Smaller short-term trials continue to show that cocoa flavanols acutely raise brachial flow-mediated dilation, improve dentate gyrus blood flow on MRI, and modestly improve some executive function tasks within 1–2 hours of consumption [4]. These acute findings did not translate into long-term cognitive benefit in COSMOS at the dose tested. The dissociation is common across the supplement literature.
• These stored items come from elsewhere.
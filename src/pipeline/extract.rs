//! Paper extraction from Scholar alert HTML.
//!
//! Each `<h3>` holding a link is one entry. The link text is the title and
//! the `url` parameter of its redirect wrapper is the paper link. The next
//! two `<div>`s after the heading carry the author line and the snippet.

use std::sync::LazyLock;

use scraper::{ElementRef, Html, Selector};
use url::Url;

use crate::pipeline::types::Paper;

static ANCHOR: LazyLock<Selector> =
    LazyLock::new(|| Selector::parse("a").expect("anchor selector is valid"));

static SCHOLAR_BASE: LazyLock<Url> = LazyLock::new(|| {
    Url::parse("https://scholar.google.com/").expect("scholar base url is valid")
});

/// Extract candidate papers from one alert email's HTML, in document order.
///
/// Entries without a title or author line are skipped; this never fails.
pub fn extract_papers(html: &str) -> Vec<Paper> {
    let document = Html::parse_document(html);
    let elements: Vec<ElementRef<'_>> = document
        .tree
        .root()
        .descendants()
        .filter_map(ElementRef::wrap)
        .collect();

    let mut papers = Vec::new();
    for (index, element) in elements.iter().enumerate() {
        if element.value().name() != "h3" {
            continue;
        }
        let Some(anchor) = element.select(&ANCHOR).next() else {
            tracing::debug!("Skipping heading without a link");
            continue;
        };
        let title = normalized_text(anchor);
        if title.is_empty() {
            tracing::debug!("Skipping entry with empty title");
            continue;
        }

        let (first, second) = following_divs(&elements[index + 1..]);
        let first_text = first.map(normalized_text).unwrap_or_default();
        let second_text = second.map(normalized_text).unwrap_or_default();
        let (authors, abstract_text) = if !first_text.is_empty() {
            (first_text, second_text)
        } else {
            (second_text, String::new())
        };
        if authors.is_empty() {
            tracing::debug!(title = %title, "Skipping entry without an author line");
            continue;
        }

        let url = anchor
            .value()
            .attr("href")
            .map(resolve_redirect)
            .unwrap_or_default();

        papers.push(Paper::candidate(title, authors, abstract_text, url));
    }

    tracing::debug!("Extracted {} candidate paper(s)", papers.len());
    papers
}

/// The first two `<div>`s after a heading, stopping at the next `<h3>`.
/// Divs nested inside the first one are not counted separately.
fn following_divs<'a>(rest: &[ElementRef<'a>]) -> (Option<ElementRef<'a>>, Option<ElementRef<'a>>) {
    let mut first: Option<ElementRef<'a>> = None;
    for element in rest {
        match element.value().name() {
            "h3" => break,
            "div" => match first {
                None => first = Some(*element),
                Some(outer) if outer.descendants().any(|node| node == **element) => {}
                Some(_) => return (first, Some(*element)),
            },
            _ => {}
        }
    }
    (first, None)
}

/// Element text with runs of whitespace collapsed to single spaces.
fn normalized_text(element: ElementRef<'_>) -> String {
    element
        .text()
        .flat_map(str::split_whitespace)
        .collect::<Vec<_>>()
        .join(" ")
}

/// Recover the direct paper link from a redirect wrapper href.
///
/// Returns the percent-decoded `url` query parameter, or an empty string
/// when the href carries no such parameter.
pub fn resolve_redirect(href: &str) -> String {
    let parsed = match Url::parse(href) {
        Ok(url) => url,
        Err(url::ParseError::RelativeUrlWithoutBase) => match SCHOLAR_BASE.join(href) {
            Ok(url) => url,
            Err(e) => {
                tracing::warn!("Unparseable link {href:?}: {e}");
                return String::new();
            }
        },
        Err(e) => {
            tracing::warn!("Unparseable link {href:?}: {e}");
            return String::new();
        }
    };

    let Some(target) = parsed
        .query_pairs()
        .find(|(key, _)| key == "url")
        .map(|(_, value)| value.into_owned())
    else {
        return String::new();
    };

    // Some wrappers encode the target twice.
    match urlencoding::decode(&target) {
        Ok(decoded) => decoded.into_owned(),
        Err(e) => {
            tracing::warn!("Could not decode redirect target {target:?}: {e}");
            String::new()
        }
    }
}
//! Alert-email classification pipeline.
//!
//! Every alert email flows through:
//! 1. `extract::extract_papers()`: HTML entries → candidate papers
//! 2. `dedup::Deduplicator::filter()`: drop repeats and patents
//! 3. `prompt::build_classification_prompt()` + one completion call
//! 4. `response::parse_classification()`: repair and parse the reply
//! 5. `TopicRegistry::match_names()`: reply topics → registry topics
//!
//! `classifier::ScholarClassifier` drives the stages over a batch.

pub mod classifier;
pub mod dedup;
pub mod extract;
pub mod prompt;
pub mod response;
pub mod types;

pub use classifier::{ScholarClassifier, papers_by_topic};
pub use types::{ClassifiedPaper, Paper};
How cocoa flavanols compare to dietary intake

The 500 mg/day flavanol dose used in COSMOS is roughly the amount in 4 servings of dark chocolate (≥70% cocoa) or 4 cups of well-prepared green tea, but the (-)-epicatechin content is concentrated in non-alkalized cocoa preparations and most commercial chocolate is alkalized to reduce bitterness, which destroys most of the flavanols. Anyone hoping to replicate the COSMOS exposure through diet should look for "non-Dutched" or "natural" cocoa rather than standard chocolate bars.

Practical takeaway

COSMOS was the well-conducted, adequately powered trial that the cocoa flavanol field needed, and it did not show what the marketing claims. Cocoa flavanols did not slow cognitive decline or prevent cardiovascular events in the prespecified primary endpoints. The 27% cardiovascular mortality signal is intriguing but secondary. For adults already eating a Mediterranean-style diet, the case for adding a cocoa flavanol supplement is weak. The multivitamin signal from the same trial is the more relevant cognitive finding of the decade.

Sources

  1. Sesso HD, Manson JE, Aragaki AK, et al. "Effect of cocoa flavanol supplementation for the prevention of cardiovascular disease events: the COcoa Supplement and Multivitamin Outcomes Study (COSMOS)." Am J Clin Nutr, 2022;115(6):1490-1500. PMID: 35294979. DOI: 10.1093/ajcn/nqac055.
  2. Baker LD, Manson JE, Rapp SR, et al. "Effects of cocoa extract and a multivitamin on cognitive function: a randomized clinical trial." Alzheimers Dement, 2023;19(4):1308-1319. PMID: 36102337. DOI: 10.1002/alz.12767.
  3. Vyas CM, Manson JE, Sesso HD, et al. "Effect of multivitamin-mineral supplementation versus placebo on cognitive function: results from the clinic subcohort of the COSMOS randomized clinical trial and meta-analysis of 3 cognitive studies within COSMOS." Am J Clin Nutr, 2024;119(3):692-701. PMID: 38199482. DOI: 10.1016/j.ajcnut.2023.12.011.
  4. Brickman AM, Khan UA, Provenzano FA, et al. "Enhancing dentate gyrus function with dietary flavanols improves cognition in older adults." Nat Neurosci, 2014;17(12):1798-1803. PMID: 25344629. DOI: 10.1038/nn.3850.
  5. Brickman AM, Yeung LK, Alschuler DM, et al. "Dietary flavanols restore hippocampal-dependent memory in older adults with lower diet quality and lower habitual flavanol consumption." Proc Natl Acad Sci U S A, 2023;120(23):e2216932120. PMID: 37226569. DOI: 10.1073/pnas.2216932120.
  6. Sesso HD, Rist PM, Aragaki AK, et al. "Multivitamins in the prevention of cancer and cardiovascular disease: the COSMOS randomized clinical trial." Am J Clin Nutr, 2022;115(6):1501-1510. PMID: 35294969. DOI: 10.1093/ajcn/nqac056.